Quelle ossessioni sull’immigrazione clandestina
Lo spettro dell’immigrazione via mare che continua ad incombere sul nostro paese, diventata una sorta di ossessione politica non solo da noi (il neoministro dell’interno Salvini, subito dopo il giuramento innanzi la Presidente della Repubblica, ha subito dichiarato che la sua priorità sarà l’immigrazione) ma anche in altri paesi dell’UE (vedi su tutti l’Ungheria, dove recentemente il governo ha minacciato chi difende i diritti umani dei migranti con il codice penale), dà lo spunto per riepilogare sinteticamente alcuni aspetti, poco conosciuti o ignorati, del quadro normativo nazionale e comunitario che disciplina la materia particolarmente complessa dell’immigrazione.
In Italia,lo ricordiamo, in questi primi cinque mesi del 2018 gli stranieri soccorsi/sbarcati sulle nostre coste sono stati poco meno di 14mila e, con l’attuale trend, a fine anno dovrebbero attestarsi intorno a 30mila arrivi, ossia quanti ne sono stati rilevati, mediamente negli ultimi venti anni ad eccezione del triennio 2014/2016 in cui si ebbero, annualmente, oltre centomila migranti sbarcati con il picco nel 2016 di ben 181.436. I valori più bassi si ebbero nel 2009 e 2010, rispettivamente con 9.573 e 4.406, periodo nel quale vennero adottati dal governo del tempo procedure sbrigative e illegittime nei controlli e respingimenti in mare dei migranti. Negli ultimi sette anni l’esito delle richieste di asilo è stato in molti casi negativo ed è passato dal 37,2% del 2010 – sul totale di 14.062 richieste esaminate – al 61,3% del 2016 – sul totale di 90.473 richieste (cfr. Rapporto sui centri di permanenza per il rimpatrio in Italia, elaborato dalla Commissione straordinaria per la tutela e la promozione dei diritti umani, Senato della Repubblica, dicembre 2017).
La proposta di una riforma del Regolamento di Dublino (la terza da quando è entrato in vigore nel 1990) dovrebbe essere affrontata in occasione della prossima riunione di giugno in sede di Commissione europea.
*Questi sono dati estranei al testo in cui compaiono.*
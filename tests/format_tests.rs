use std::sync::Arc;
use std::thread;

use serde::Serialize;
use tidyjson::{format, CollectorSink, Formatter, NewLineStyle};

#[derive(Serialize)]
struct Player {
    name: String,
    scores: Vec<i32>,
    active: bool,
}

#[test]
fn formats_nested_document() {
    let output = format(r#"{"a":1,"b":[1,2]}"#).unwrap();
    let expected = "\
{
  \"a\": 1,
  \"b\": [
    1,
    2
  ]
}";
    assert_eq!(output, expected);
}

#[test]
fn empty_containers_have_no_internal_newline() {
    assert_eq!(format("{}").unwrap(), "{}");
    assert_eq!(format("[]").unwrap(), "[]");
}

#[test]
fn primitive_top_level_value_is_unchanged() {
    assert_eq!(format(r#""ab\nc""#).unwrap(), r#""ab\nc""#);
}

#[test]
fn second_top_level_value_fails_with_one_diagnostic() {
    let sink = Arc::new(CollectorSink::new());
    let formatter = Formatter::new().with_sink(sink.clone());

    assert!(formatter.format(r#"{"a": 1} {"b":2}"#).is_err());
    assert_eq!(sink.messages().len(), 1);
    assert!(sink.messages()[0].contains("top-level"));
}

#[test]
fn misspelled_literal_fails_with_one_diagnostic() {
    let sink = Arc::new(CollectorSink::new());
    let formatter = Formatter::new().with_sink(sink.clone());

    assert!(formatter.format(r#"{"a": tru}"#).is_err());
    assert_eq!(sink.messages().len(), 1);
}

#[test]
fn successful_calls_report_nothing() {
    let sink = Arc::new(CollectorSink::new());
    let formatter = Formatter::new().with_sink(sink.clone());

    formatter.format(r#"[1, 2, 3]"#).unwrap();
    assert!(sink.messages().is_empty());
}

// Removing all whitespace from the output must yield the same characters
// as removing all insignificant whitespace from the input. Only valid for
// documents whose strings contain no literal whitespace.
fn strip_whitespace(text: &str) -> String {
    text.chars().filter(|c| !matches!(c, ' ' | '\t' | '\n' | '\r')).collect()
}

#[test]
fn only_whitespace_is_changed() {
    let documents = [
        r#"{"a":1,"b":[1,2],"c":{"d":null,"e":[true,false]}}"#,
        r#"[ -1.5e+10 , "xéy" , {} , [ [ 0.25 ] ] ]"#,
        "{ \"deep\" :\n\t{ \"deeper\" : [ 1 , 2 , 3 ] } }",
    ];
    for doc in documents {
        let output = format(doc).unwrap();
        assert_eq!(strip_whitespace(&output), strip_whitespace(doc), "content changed for {:?}", doc);
    }
}

#[test]
fn output_is_already_canonical() {
    let formatter = Formatter::new();
    let once = formatter.format(r#"{"a":{"b":[1,{"c":null}]},"d":"x"}"#).unwrap();
    assert_eq!(formatter.format(&once).unwrap(), once);
}

#[test]
fn newline_option_changes_only_line_separators() {
    let input = r#"{"a":[1,2],"b":{"c":3}}"#;
    let lf = format(input).unwrap();

    let mut formatter = Formatter::new();
    formatter.options.newline_style = NewLineStyle::Crlf;
    assert_eq!(formatter.format(input).unwrap(), lf.replace('\n', "\r\n"));

    formatter.options.newline_style = NewLineStyle::Cr;
    assert_eq!(formatter.format(input).unwrap(), lf.replace('\n', "\r"));
}

#[test]
fn custom_indent_string() {
    let mut formatter = Formatter::new();
    formatter.options.indent_string = "--->".to_string();
    let output = formatter.format(r#"[[1]]"#).unwrap();
    assert_eq!(output, "[\n--->[\n--->--->1\n--->]\n]");
}

#[test]
fn serializes_rust_types() {
    let player = Player {
        name: "Alice".to_string(),
        scores: vec![95, 87, 92],
        active: true,
    };

    let output = Formatter::new().serialize(&player).unwrap();
    let expected = "\
{
  \"name\": \"Alice\",
  \"scores\": [
    95,
    87,
    92
  ],
  \"active\": true
}";
    assert_eq!(output, expected);
}

#[test]
fn deeply_nested_input_is_rejected_not_crashed() {
    let depth = 100_000;
    let mut input = String::with_capacity(depth * 2);
    for _ in 0..depth {
        input.push('[');
    }
    for _ in 0..depth {
        input.push(']');
    }
    assert!(format(&input).is_err());
}

#[test]
fn concurrent_calls_are_independent() {
    let formatter = Arc::new(Formatter::new());
    let handles: Vec<_> = (0..8)
        .map(|i| {
            let formatter = Arc::clone(&formatter);
            thread::spawn(move || {
                let input = format!(r#"{{"thread":{},"data":[{}]}}"#, i, i);
                let output = formatter.format(&input).unwrap();
                assert!(output.contains(&format!("\"thread\": {}", i)));
                // same input + same config => same output
                assert_eq!(formatter.format(&input).unwrap(), output);
            })
        })
        .collect();

    for handle in handles {
        handle.join().unwrap();
    }
}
Ma sono tanti i nodi da affrontare e sciogliere nel tentativo di aumentare l’efficacia del piano europeo in tema di asilo e accoglienza e temo, che anche questa volta, si risolverà ben poco. Intanto sono molti, politici e cittadini comuni, che pensano di risolvere il problema con le “retate” di irregolari, propedeutiche alle espulsioni, spesso non eseguibili e con i “rimpatri” anche questi non di facile attuazione, considerati i costi molto alti, la necessità del “riconoscimento” dello straniero da parte dell’autorità consolare del paese di provenienza e i limiti precisi per l’uso coercitivo delle misure di rimpatrio fissati dalla direttiva 2008/115/CE. Secondo questa direttiva un Paese dell’UE deve emettere un provvedimento di rimpatrio nei confronti di un cittadino non UE il cui soggiorno sia irregolare. Qualora non sia stato concesso un periodo, dai sette ai trenta giorni, per la partenza volontaria o per mancato adempimento dell’obbligo di rimpatrio dello straniero entro il termine concesso per la partenza volontaria, uno Stato membro dell’UE deve ordinare il suo allontanamento, solo in ultima istanza, con misure coercitive proporzionate che non eccedano un uso ragionevole della forza. In casi specifici e qualora misure meno coercitive (cauzione, ritiro del passaporto, obbligo di dimora) risultino insufficienti, gli Stati membri possono trattenere (attività che deve essere quanto più breve possibile e non può superare i sei mesi) uno straniero sottoposto a procedura di rimpatrio quando sussiste il pericolo di fuga o ostacola la preparazione del rimpatrio. I rimpatri, poi, sono effettuati solo verso quei paesi con i quali esiste un accordo di riammissione e, finora, sono stati formalizzati accordi con l’Egitto, la Tunisia, la Nigeria ed il Marocco. Tutti particolari arcinoti da tempo.
Ci sono poi intese che vengono fatte dal Dipartimento della Pubblica Sicurezza con i corrispondenti organismi di polizia dei paesi a forte vocazione migratoria. Si tratta di accordi di natura tecnico-operativa fatte, appunto, ad un livello infra-governativo e si limitano “a fluidificare procedure già contemplate dall’ordinamento” che prevedono ambiti di cooperazione tra le forze di polizia. Questa potrebbe essere la strada che i “tecnici” del Viminale potrebbero imboccare con maggiore intensità per soddisfare le aspettative del neo Ministro dell’Interno che vorrebbe, se le leggi lo consentissero, espellere e rimpatriare, in un’unica e gigantesca retata, tutti gli irregolari presenti in Italia.